#### [Problem details]
For the entries below, print exactly the lines between the line holding "if max_speed.is_none_or(|s| s" and the line holding "else if avoid_code.is_some()", inclusive, and nothing else.

*** Begin section ***

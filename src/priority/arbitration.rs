// (c) Copyright 2025 Mikołaj Kuranowski
// SPDX-License-Identifier: MIT

use std::collections::BTreeMap;

use super::code::PriorityCode;
use super::profile::BikeProfile;
use crate::maxspeed::max_speed_over_directions;
use crate::way::{Way, INTENDED_ACCESS};

/// Bicycle route [relation](https://wiki.openstreetmap.org/wiki/Cycle_routes)
/// networks, ordered by rank: a way belonging to several relations keeps the
/// highest-ranked membership.
#[derive(Debug, Clone, Copy, PartialEq, Eq, PartialOrd, Ord, Hash)]
pub enum RouteNetwork {
    Local,
    Regional,
    National,
    International,
}

impl RouteNetwork {
    /// Maps a route relation's `network` tag value onto a [RouteNetwork].
    pub fn from_network_tag(value: &str) -> Option<Self> {
        match value {
            "icn" => Some(Self::International),
            "ncn" => Some(Self::National),
            "rcn" => Some(Self::Regional),
            "lcn" => Some(Self::Local),
            _ => None,
        }
    }
}

/// Associates an importance weight with every applicable [PriorityCode].
///
/// Rules insert their verdict at a fixed weight; inserting at an occupied
/// weight overwrites the earlier verdict, and the entry at the highest weight
/// present wins the arbitration.
pub type WeightMap = BTreeMap<u32, PriorityCode>;

/// Keys marking compulsory-use cycle tracks alongside the tagged road.
const CYCLEWAY_ACCESS_KEYS: &[&str] = &[
    "cycleway:bicycle",
    "cycleway:both:bicycle",
    "cycleway:left:bicycle",
    "cycleway:right:bicycle",
];

/// Checks if a way is explicitly designated for cycling.
pub fn is_designated(way: &Way) -> bool {
    way.has_tag("bicycle", "designated")
        || way.has_any_tag(CYCLEWAY_ACCESS_KEYS, "designated")
        || way.has_tag("bicycle_road", "yes")
        || way.has_tag("cyclestreet", "yes")
        || way.has_tag("bicycle", "official")
}

/// Conversion of a [class:bicycle](http://wiki.openstreetmap.org/wiki/Class:bicycle)
/// value to a [PriorityCode]. Unparsable and out-of-range values stay neutral.
fn convert_class_value(value: &str) -> PriorityCode {
    match value.parse::<i32>() {
        Ok(3) => PriorityCode::Best,
        Ok(2) => PriorityCode::VeryNice,
        Ok(1) => PriorityCode::Prefer,
        Ok(-1) => PriorityCode::SlightAvoid,
        Ok(-2) => PriorityCode::Avoid,
        Ok(-3) => PriorityCode::AvoidMore,
        _ => PriorityCode::Unchanged,
    }
}

/// Runs the weighted-arbitration strategy for a single way.
///
/// `relation` is the code derived from the way's route-relation membership
/// (see [BikeProfile::route_code]), seeded at weight 110; without it the map
/// is seeded with [PriorityCode::Unchanged] at weight 0. The base rules and
/// the profile's extra rules then insert their verdicts, and the code at the
/// highest weight wins.
///
/// `way_type_speed` is the profile's nominal riding speed for the way's type,
/// consumed by the scenic-compensation rule.
pub fn handle_priority(
    profile: &BikeProfile,
    way: &Way,
    way_type_speed: f64,
    relation: Option<PriorityCode>,
) -> PriorityCode {
    let mut map = WeightMap::new();
    match relation {
        Some(code) => map.insert(110, code),
        None => map.insert(0, PriorityCode::Unchanged),
    };

    collect(profile, way, way_type_speed, &mut map);
    for rule in profile.extra_rules {
        rule(way, way_type_speed, &mut map);
    }

    winner(&map)
}

/// The code at the highest weight present in the map.
pub fn winner(map: &WeightMap) -> PriorityCode {
    map.last_key_value()
        .map(|(_, &code)| code)
        .unwrap_or(PriorityCode::Unchanged)
}

/// Inserts the base rule set's verdicts into the weight map. Every rule is
/// evaluated unconditionally; competing verdicts at the same weight resolve
/// to the last one inserted.
pub fn collect(profile: &BikeProfile, way: &Way, way_type_speed: f64, map: &mut WeightMap) {
    let highway = way.get_tag("highway");

    if is_designated(way) {
        if highway == Some("path") {
            map.insert(100, PriorityCode::VeryNice);
        } else {
            map.insert(100, PriorityCode::Prefer);
        }
    }

    if highway == Some("cycleway") {
        if way.has_tag_in("foot", INTENDED_ACCESS) && !way.has_tag("segregated", "yes") {
            map.insert(100, PriorityCode::Prefer);
        } else {
            map.insert(100, PriorityCode::VeryNice);
        }
    }

    let max_speed = max_speed_over_directions(way);
    let avoid_code = profile.avoid_code(highway);
    if profile.prefer_highways.contains(&highway.unwrap_or(""))
        || matches!(max_speed, Some(s) if s <= 30.0)
    {
        if max_speed.is_none_or(|s| s < profile.avoid_speed_limit) {
            map.insert(40, PriorityCode::Prefer);
            if way.has_tag_in("tunnel", INTENDED_ACCESS) {
                map.insert(40, PriorityCode::Unchanged);
            }
        }
    } else if avoid_code.is_some()
        || matches!(max_speed, Some(s) if s >= profile.avoid_speed_limit)
            && highway != Some("track")
    {
        map.insert(50, avoid_code.unwrap_or(PriorityCode::Avoid));
        if way.has_tag_in("tunnel", INTENDED_ACCESS) {
            let worse = avoid_code.map_or(PriorityCode::Bad, |c| c.worse().worse());
            map.insert(
                50,
                if worse == PriorityCode::Exclude {
                    PriorityCode::ReachDestination
                } else {
                    worse
                },
            );
        }
    }

    let cycleway_values = ["cycleway", "cycleway:left", "cycleway:both", "cycleway:right"]
        .map(|key| way.get_tag(key).unwrap_or(""));
    if cycleway_values.contains(&"track") {
        map.insert(100, PriorityCode::Prefer);
    } else if ["lane", "opposite_track", "shared_lane", "share_busway", "shoulder"]
        .iter()
        .any(|v| cycleway_values.contains(v))
    {
        map.insert(100, PriorityCode::SlightPrefer);
    }

    if way.has_tag("bicycle", "use_sidepath") {
        map.insert(100, PriorityCode::ReachDestination);
    }

    if profile.pushing_section_highways.contains(&highway.unwrap_or(""))
        || way.has_tag("service", "parking_aisle")
    {
        let mut code = PriorityCode::SlightAvoid;
        if way.has_tag_in("bicycle", &["yes", "permissive"]) {
            code = PriorityCode::Prefer;
        }
        if is_designated(way) && !way.has_tag("highway", "steps") {
            code = PriorityCode::VeryNice;
        }
        if way.has_tag("foot", "yes") {
            code = code.worse();
            if way.has_tag("segregated", "yes") {
                code = code.better();
            }
        }
        if way.has_tag("highway", "steps") {
            code = PriorityCode::Bad;
        }
        map.insert(100, code);
    }

    if way.has_tag("railway", "tram") {
        map.insert(50, PriorityCode::AvoidMore);
    }

    if way.has_tag("lcn", "yes") {
        map.insert(100, PriorityCode::Prefer);
    }

    // An explicit classification beats the derived verdicts at the same weight:
    // humans classify preferences better than the rules above.
    if let Some(class_value) = way
        .get_tag(profile.class_key)
        .or_else(|| way.get_tag("class:bicycle"))
    {
        map.insert(100, convert_class_value(class_value));
    }

    // Scenic ways, and ways whose speed limit caps the riding speed anyway,
    // get a one-step compensation on top of the winning verdict.
    if way.has_tag("scenic", "yes")
        || matches!(max_speed, Some(s) if s > 0.0 && s <= way_type_speed)
    {
        let last = winner(map);
        if last < PriorityCode::Best {
            map.insert(110, last.better());
        }
    }
}

#[cfg(test)]
mod tests {
    use super::*;
    use crate::priority::profile::{RACING_PROFILE, TOURING_PROFILE};
    use PriorityCode::*;

    macro_rules! way {
        {$( $k:literal : $v:literal ),+} => {
            Way::from_tags(1, [ $( ($k, $v) ),+ ])
        };
    }

    fn touring(way: &Way) -> PriorityCode {
        let speed = TOURING_PROFILE.way_type_speed(way);
        handle_priority(&TOURING_PROFILE, way, speed, None)
    }

    fn racing(way: &Way) -> PriorityCode {
        let speed = RACING_PROFILE.way_type_speed(way);
        handle_priority(&RACING_PROFILE, way, speed, None)
    }

    #[test]
    fn neutral_without_any_rule() {
        assert_eq!(touring(&way! {"highway": "residential"}), Unchanged);
    }

    #[test]
    fn relation_membership_seeds_high_weight() {
        let w = way! {"highway": "residential"};
        assert_eq!(
            handle_priority(&TOURING_PROFILE, &w, 18.0, Some(Best)),
            Best,
        );
        assert_eq!(
            handle_priority(&TOURING_PROFILE, &w, 18.0, Some(VeryNice)),
            VeryNice,
        );
    }

    #[test]
    fn designated_infrastructure() {
        assert_eq!(touring(&way! {"highway": "path", "bicycle": "designated"}), VeryNice);
        assert_eq!(touring(&way! {"highway": "residential", "bicycle": "designated"}), Prefer);
        assert_eq!(touring(&way! {"highway": "residential", "cyclestreet": "yes"}), Prefer);
        assert_eq!(
            touring(&way! {"highway": "residential", "cycleway:right:bicycle": "designated"}),
            Prefer,
        );
    }

    #[test]
    fn dedicated_cycleways() {
        assert_eq!(touring(&way! {"highway": "cycleway"}), VeryNice);
        // Shared with pedestrians without segregation: one step less attractive.
        assert_eq!(touring(&way! {"highway": "cycleway", "foot": "yes"}), Prefer);
        assert_eq!(
            touring(&way! {"highway": "cycleway", "foot": "yes", "segregated": "yes"}),
            VeryNice,
        );
    }

    #[test]
    fn low_speed_roads() {
        assert_eq!(touring(&way! {"highway": "residential", "maxspeed": "30"}), Prefer);
        assert_eq!(
            touring(&way! {"highway": "residential", "maxspeed": "30", "tunnel": "yes"}),
            Unchanged,
        );
    }

    #[test]
    fn high_speed_roads() {
        assert_eq!(touring(&way! {"highway": "unclassified", "maxspeed": "80"}), Avoid);
        // Tunnels make fast roads two steps worse, from the Avoid default to Bad.
        assert_eq!(
            touring(&way! {"highway": "unclassified", "maxspeed": "80", "tunnel": "yes"}),
            Bad,
        );
        // Tracks are exempt from the speed-based avoidance.
        assert_eq!(touring(&way! {"highway": "track", "maxspeed": "80"}), Unchanged);
    }

    #[test]
    fn avoided_highways_in_tunnels_clamp_at_reach_destination() {
        assert_eq!(racing(&way! {"highway": "motorway"}), Bad);
        // Bad worsened twice lands on Exclude, remapped to ReachDestination.
        assert_eq!(racing(&way! {"highway": "motorway", "tunnel": "yes"}), ReachDestination);
        assert_eq!(racing(&way! {"highway": "primary", "tunnel": "yes"}), ReachDestination);
    }

    #[test]
    fn cycleway_side_values() {
        assert_eq!(touring(&way! {"highway": "secondary", "cycleway:right": "track"}), Prefer);
        assert_eq!(
            touring(&way! {"highway": "secondary", "cycleway:left": "shoulder"}),
            SlightPrefer,
        );
        assert_eq!(
            touring(&way! {"highway": "secondary", "cycleway": "shared_lane"}),
            SlightPrefer,
        );
    }

    #[test]
    fn use_sidepath() {
        assert_eq!(
            touring(&way! {"highway": "secondary", "bicycle": "use_sidepath"}),
            ReachDestination,
        );
    }

    #[test]
    fn pushing_sections() {
        // Touring has no pushing-section highways; parking aisles still count.
        assert_eq!(
            touring(&way! {"highway": "service", "service": "parking_aisle"}),
            SlightAvoid,
        );
        assert_eq!(racing(&way! {"highway": "path"}), SlightAvoid);
        assert_eq!(racing(&way! {"highway": "path", "bicycle": "yes"}), Prefer);
        assert_eq!(racing(&way! {"highway": "path", "bicycle": "designated"}), VeryNice);
        // Shared with pedestrians: one step worse, unless segregated.
        assert_eq!(
            racing(&way! {"highway": "path", "bicycle": "yes", "foot": "yes"}),
            SlightPrefer,
        );
        assert_eq!(
            racing(&way! {"highway": "path", "bicycle": "yes", "foot": "yes", "segregated": "yes"}),
            Prefer,
        );
        assert_eq!(
            touring(&way! {"highway": "steps", "service": "parking_aisle"}),
            Bad,
        );
    }

    #[test]
    fn tram_tracks() {
        assert_eq!(touring(&way! {"highway": "residential", "railway": "tram"}), AvoidMore);
    }

    #[test]
    fn local_cycling_network() {
        assert_eq!(touring(&way! {"highway": "residential", "lcn": "yes"}), Prefer);
    }

    #[test]
    fn explicit_classification() {
        assert_eq!(
            touring(&way! {"highway": "residential", "class:bicycle": "3"}),
            Best,
        );
        assert_eq!(
            touring(&way! {"highway": "residential", "class:bicycle": "-2"}),
            Avoid,
        );
        // The profile-specific subkey wins over the generic one.
        assert_eq!(
            touring(&way! {"highway": "residential", "class:bicycle": "3", "class:bicycle:touring": "-3"}),
            AvoidMore,
        );
        assert_eq!(
            racing(&way! {"highway": "residential", "class:bicycle:roadcycling": "2"}),
            VeryNice,
        );
        // Malformed values degrade to Unchanged instead of failing.
        assert_eq!(
            touring(&way! {"highway": "residential", "class:bicycle": "excellent"}),
            Unchanged,
        );
        assert_eq!(
            touring(&way! {"highway": "residential", "class:bicycle": "7"}),
            Unchanged,
        );
    }

    #[test]
    fn scenic_compensation() {
        assert_eq!(
            touring(&way! {"highway": "residential", "scenic": "yes"}),
            SlightPrefer,
        );
        // A speed limit at or below the nominal riding speed compensates too.
        assert_eq!(
            touring(&way! {"highway": "residential", "maxspeed": "15"}),
            VeryNice,
        );
        // No compensation beyond Best.
        let w = way! {"highway": "residential", "scenic": "yes"};
        assert_eq!(
            handle_priority(&TOURING_PROFILE, &w, 18.0, Some(Best)),
            Best,
        );
    }

    #[test]
    fn same_weight_overwrites() {
        let mut map = WeightMap::new();
        map.insert(100, Prefer);
        map.insert(100, Prefer);
        assert_eq!(winner(&map), Prefer);
        map.insert(100, SlightAvoid);
        assert_eq!(winner(&map), SlightAvoid);
        map.insert(40, Best);
        assert_eq!(winner(&map), SlightAvoid);
    }

    #[test]
    fn racing_extra_rules() {
        assert_eq!(racing(&way! {"highway": "residential"}), SlightAvoid);
        assert_eq!(racing(&way! {"highway": "service"}), SlightAvoid);
        assert_eq!(touring(&way! {"highway": "service"}), Unchanged);

        assert_eq!(racing(&way! {"highway": "track", "tracktype": "grade1"}), Prefer);
        assert_eq!(racing(&way! {"highway": "track", "tracktype": "grade3"}), AvoidMore);
        assert_eq!(racing(&way! {"highway": "track"}), AvoidMore);
    }

    #[test]
    fn network_tag_mapping() {
        assert_eq!(RouteNetwork::from_network_tag("icn"), Some(RouteNetwork::International));
        assert_eq!(RouteNetwork::from_network_tag("ncn"), Some(RouteNetwork::National));
        assert_eq!(RouteNetwork::from_network_tag("rcn"), Some(RouteNetwork::Regional));
        assert_eq!(RouteNetwork::from_network_tag("lcn"), Some(RouteNetwork::Local));
        assert_eq!(RouteNetwork::from_network_tag("mtb"), None);
        assert!(RouteNetwork::International > RouteNetwork::Local);
    }
}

*** End section ***

#### [Solution to this task]
        if max_speed.is_none_or(|s| s < profile.avoid_speed_limit) {
            map.insert(40, PriorityCode::Prefer);
            if way.has_tag_in("tunnel", INTENDED_ACCESS) {
                map.insert(40, PriorityCode::Unchanged);
            }
        }
    } else if avoid_code.is_some()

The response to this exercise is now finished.